_EXERCISE:_ Among the entries below, please repeat exactly and only the lines from the line containing "use chrono::NaiveDate;" to the line containing "a zoning code.", both lines included.

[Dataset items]
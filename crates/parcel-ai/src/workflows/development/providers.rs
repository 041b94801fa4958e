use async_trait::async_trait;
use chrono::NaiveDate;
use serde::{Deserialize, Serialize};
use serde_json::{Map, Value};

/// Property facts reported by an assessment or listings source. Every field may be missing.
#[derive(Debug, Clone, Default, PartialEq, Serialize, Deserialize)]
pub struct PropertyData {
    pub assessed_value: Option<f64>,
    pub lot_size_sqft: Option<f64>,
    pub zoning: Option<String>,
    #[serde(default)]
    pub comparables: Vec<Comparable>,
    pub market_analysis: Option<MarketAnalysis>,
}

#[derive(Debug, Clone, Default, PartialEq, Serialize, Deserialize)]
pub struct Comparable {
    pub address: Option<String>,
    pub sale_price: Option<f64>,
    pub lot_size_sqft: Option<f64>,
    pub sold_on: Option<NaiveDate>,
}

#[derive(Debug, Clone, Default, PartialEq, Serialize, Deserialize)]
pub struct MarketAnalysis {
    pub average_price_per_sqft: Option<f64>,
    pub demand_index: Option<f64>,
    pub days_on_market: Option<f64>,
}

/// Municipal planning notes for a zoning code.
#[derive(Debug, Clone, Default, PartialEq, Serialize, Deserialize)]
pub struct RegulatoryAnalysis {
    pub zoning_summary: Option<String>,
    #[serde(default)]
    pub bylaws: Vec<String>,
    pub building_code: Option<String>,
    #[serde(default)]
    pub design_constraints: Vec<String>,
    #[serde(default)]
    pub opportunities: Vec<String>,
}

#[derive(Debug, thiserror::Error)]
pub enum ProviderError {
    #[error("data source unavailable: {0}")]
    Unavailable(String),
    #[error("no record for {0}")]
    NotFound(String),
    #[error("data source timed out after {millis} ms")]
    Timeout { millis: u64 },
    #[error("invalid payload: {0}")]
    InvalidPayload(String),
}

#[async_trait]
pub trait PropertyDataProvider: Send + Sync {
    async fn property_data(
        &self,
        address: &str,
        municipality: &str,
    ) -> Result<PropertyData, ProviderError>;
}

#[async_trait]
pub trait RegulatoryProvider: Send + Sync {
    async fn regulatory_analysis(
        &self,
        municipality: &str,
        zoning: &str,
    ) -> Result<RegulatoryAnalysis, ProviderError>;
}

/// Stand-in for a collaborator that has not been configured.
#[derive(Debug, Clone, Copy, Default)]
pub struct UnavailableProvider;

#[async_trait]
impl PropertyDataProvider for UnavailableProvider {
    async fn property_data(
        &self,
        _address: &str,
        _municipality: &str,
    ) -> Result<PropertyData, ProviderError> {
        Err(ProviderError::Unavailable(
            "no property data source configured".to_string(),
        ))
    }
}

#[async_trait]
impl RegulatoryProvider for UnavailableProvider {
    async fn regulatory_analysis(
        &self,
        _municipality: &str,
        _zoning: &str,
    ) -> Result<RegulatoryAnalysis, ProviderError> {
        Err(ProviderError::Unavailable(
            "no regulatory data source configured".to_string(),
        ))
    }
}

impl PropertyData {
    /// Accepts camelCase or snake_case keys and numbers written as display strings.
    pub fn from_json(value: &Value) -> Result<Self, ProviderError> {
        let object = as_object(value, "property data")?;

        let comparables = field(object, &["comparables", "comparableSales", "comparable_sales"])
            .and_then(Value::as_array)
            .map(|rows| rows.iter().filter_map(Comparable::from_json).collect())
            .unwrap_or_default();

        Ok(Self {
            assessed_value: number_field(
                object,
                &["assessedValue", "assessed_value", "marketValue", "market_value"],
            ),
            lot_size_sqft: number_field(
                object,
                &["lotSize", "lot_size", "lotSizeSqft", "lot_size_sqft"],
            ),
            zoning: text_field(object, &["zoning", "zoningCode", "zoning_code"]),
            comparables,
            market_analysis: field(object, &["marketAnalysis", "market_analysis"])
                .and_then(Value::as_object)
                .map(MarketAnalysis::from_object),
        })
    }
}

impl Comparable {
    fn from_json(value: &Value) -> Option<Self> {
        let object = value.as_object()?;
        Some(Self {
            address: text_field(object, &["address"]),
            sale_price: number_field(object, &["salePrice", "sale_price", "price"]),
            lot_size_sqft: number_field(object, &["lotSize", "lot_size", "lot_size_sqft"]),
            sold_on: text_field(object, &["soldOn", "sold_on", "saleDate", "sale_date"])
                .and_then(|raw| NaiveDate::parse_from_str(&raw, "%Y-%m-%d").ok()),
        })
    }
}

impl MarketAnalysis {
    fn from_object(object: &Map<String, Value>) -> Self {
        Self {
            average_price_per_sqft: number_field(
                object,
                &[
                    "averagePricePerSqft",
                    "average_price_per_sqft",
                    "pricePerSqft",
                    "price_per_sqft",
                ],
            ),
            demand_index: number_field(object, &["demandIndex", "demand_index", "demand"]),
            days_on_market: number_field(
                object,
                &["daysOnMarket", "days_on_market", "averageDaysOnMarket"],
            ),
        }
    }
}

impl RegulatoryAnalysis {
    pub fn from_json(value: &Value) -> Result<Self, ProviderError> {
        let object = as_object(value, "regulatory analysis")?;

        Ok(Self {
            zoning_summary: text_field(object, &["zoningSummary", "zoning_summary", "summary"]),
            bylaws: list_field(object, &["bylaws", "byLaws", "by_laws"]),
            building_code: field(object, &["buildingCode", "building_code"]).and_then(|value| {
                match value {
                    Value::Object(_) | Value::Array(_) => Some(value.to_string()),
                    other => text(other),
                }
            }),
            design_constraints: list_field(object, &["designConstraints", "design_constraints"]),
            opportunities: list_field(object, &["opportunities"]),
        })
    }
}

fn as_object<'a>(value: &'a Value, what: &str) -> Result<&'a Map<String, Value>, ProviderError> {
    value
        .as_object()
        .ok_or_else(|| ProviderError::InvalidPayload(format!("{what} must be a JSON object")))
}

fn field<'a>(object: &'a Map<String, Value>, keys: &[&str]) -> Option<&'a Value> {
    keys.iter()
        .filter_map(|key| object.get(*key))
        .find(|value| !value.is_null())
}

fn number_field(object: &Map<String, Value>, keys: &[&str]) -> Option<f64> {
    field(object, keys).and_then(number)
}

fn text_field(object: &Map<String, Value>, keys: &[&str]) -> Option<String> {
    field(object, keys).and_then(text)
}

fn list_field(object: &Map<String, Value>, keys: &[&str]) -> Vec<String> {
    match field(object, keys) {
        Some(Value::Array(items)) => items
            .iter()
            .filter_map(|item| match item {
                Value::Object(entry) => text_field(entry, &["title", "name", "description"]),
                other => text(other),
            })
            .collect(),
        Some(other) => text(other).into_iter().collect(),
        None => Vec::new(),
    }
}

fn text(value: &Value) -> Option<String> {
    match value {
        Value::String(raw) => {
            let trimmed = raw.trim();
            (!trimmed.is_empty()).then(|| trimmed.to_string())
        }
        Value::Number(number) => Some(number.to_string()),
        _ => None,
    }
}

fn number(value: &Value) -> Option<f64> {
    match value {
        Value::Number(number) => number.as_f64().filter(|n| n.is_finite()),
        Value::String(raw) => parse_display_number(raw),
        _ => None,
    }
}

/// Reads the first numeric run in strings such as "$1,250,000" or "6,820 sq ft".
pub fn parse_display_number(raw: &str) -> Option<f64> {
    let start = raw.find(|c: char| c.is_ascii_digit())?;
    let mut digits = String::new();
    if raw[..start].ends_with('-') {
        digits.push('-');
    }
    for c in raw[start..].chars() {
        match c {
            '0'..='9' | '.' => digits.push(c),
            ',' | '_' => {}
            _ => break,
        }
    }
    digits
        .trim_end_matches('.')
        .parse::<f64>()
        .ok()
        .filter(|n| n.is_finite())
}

==

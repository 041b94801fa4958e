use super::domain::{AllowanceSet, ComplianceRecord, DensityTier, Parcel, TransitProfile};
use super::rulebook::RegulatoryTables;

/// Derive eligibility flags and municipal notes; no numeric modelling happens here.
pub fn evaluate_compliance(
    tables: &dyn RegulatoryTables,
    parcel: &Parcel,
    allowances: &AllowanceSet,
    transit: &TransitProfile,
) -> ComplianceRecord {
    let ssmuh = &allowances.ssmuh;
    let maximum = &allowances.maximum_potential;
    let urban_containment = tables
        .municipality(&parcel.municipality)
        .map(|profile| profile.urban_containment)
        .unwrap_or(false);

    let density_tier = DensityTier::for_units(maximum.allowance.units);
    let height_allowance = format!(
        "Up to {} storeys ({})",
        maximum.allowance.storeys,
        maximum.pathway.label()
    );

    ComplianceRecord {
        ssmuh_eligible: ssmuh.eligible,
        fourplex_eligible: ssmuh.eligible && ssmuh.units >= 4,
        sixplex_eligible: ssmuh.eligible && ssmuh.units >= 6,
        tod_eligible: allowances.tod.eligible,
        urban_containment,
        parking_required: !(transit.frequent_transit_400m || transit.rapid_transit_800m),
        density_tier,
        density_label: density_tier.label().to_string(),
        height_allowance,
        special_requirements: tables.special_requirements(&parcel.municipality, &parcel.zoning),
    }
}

* * *

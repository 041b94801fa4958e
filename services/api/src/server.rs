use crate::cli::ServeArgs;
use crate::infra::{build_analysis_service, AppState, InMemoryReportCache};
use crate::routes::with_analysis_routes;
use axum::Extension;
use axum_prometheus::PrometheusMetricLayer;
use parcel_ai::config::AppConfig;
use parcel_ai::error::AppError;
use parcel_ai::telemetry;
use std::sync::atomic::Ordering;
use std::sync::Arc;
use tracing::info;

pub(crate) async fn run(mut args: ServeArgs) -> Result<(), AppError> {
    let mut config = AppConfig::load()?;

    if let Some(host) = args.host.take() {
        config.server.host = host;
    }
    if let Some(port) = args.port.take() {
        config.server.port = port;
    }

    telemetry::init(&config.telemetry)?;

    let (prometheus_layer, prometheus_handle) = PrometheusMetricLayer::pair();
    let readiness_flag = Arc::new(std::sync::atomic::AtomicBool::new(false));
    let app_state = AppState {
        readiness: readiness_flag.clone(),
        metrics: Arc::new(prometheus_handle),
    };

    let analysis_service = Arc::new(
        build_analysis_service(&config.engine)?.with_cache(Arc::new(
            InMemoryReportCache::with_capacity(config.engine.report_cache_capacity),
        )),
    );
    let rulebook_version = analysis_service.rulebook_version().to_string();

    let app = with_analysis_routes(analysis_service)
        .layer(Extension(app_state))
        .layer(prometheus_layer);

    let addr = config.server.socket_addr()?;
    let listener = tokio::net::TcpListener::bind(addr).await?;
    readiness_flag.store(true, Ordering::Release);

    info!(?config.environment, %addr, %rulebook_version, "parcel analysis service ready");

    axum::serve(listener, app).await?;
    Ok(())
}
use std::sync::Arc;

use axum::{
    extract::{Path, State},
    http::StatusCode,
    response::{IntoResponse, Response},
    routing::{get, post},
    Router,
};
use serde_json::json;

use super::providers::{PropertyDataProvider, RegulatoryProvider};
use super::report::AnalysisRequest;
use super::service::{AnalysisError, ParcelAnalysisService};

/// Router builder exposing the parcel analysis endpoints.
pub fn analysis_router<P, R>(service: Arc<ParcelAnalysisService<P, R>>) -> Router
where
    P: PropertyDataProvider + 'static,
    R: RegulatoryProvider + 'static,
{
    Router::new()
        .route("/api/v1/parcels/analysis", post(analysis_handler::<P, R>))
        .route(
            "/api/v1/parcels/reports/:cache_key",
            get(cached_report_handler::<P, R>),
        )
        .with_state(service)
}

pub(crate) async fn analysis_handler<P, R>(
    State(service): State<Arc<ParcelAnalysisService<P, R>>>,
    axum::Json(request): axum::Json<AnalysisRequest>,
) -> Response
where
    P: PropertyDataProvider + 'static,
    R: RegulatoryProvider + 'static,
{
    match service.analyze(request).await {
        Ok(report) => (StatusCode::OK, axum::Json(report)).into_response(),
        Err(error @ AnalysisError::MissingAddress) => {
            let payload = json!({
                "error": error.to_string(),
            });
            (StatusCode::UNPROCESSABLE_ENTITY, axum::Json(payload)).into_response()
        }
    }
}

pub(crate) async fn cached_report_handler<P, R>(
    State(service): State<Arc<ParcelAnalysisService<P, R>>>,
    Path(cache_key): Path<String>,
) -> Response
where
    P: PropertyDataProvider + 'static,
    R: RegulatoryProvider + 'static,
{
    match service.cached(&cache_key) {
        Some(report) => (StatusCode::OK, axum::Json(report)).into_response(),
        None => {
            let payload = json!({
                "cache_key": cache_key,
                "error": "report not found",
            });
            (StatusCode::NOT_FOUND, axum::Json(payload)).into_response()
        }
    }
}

_RESPONSE:_
use chrono::NaiveDate;
use serde::{Deserialize, Serialize};
use serde_json::{Map, Value};

/// Property facts reported by an assessment or listings source. Every field may be missing.
#[derive(Debug, Clone, Default, PartialEq, Serialize, Deserialize)]
pub struct PropertyData {
    pub assessed_value: Option<f64>,
    pub lot_size_sqft: Option<f64>,
    pub zoning: Option<String>,
    #[serde(default)]
    pub comparables: Vec<Comparable>,
    pub market_analysis: Option<MarketAnalysis>,
}

#[derive(Debug, Clone, Default, PartialEq, Serialize, Deserialize)]
pub struct Comparable {
    pub address: Option<String>,
    pub sale_price: Option<f64>,
    pub lot_size_sqft: Option<f64>,
    pub sold_on: Option<NaiveDate>,
}

#[derive(Debug, Clone, Default, PartialEq, Serialize, Deserialize)]
pub struct MarketAnalysis {
    pub average_price_per_sqft: Option<f64>,
    pub demand_index: Option<f64>,
    pub days_on_market: Option<f64>,
}

/// Municipal planning notes for a zoning code.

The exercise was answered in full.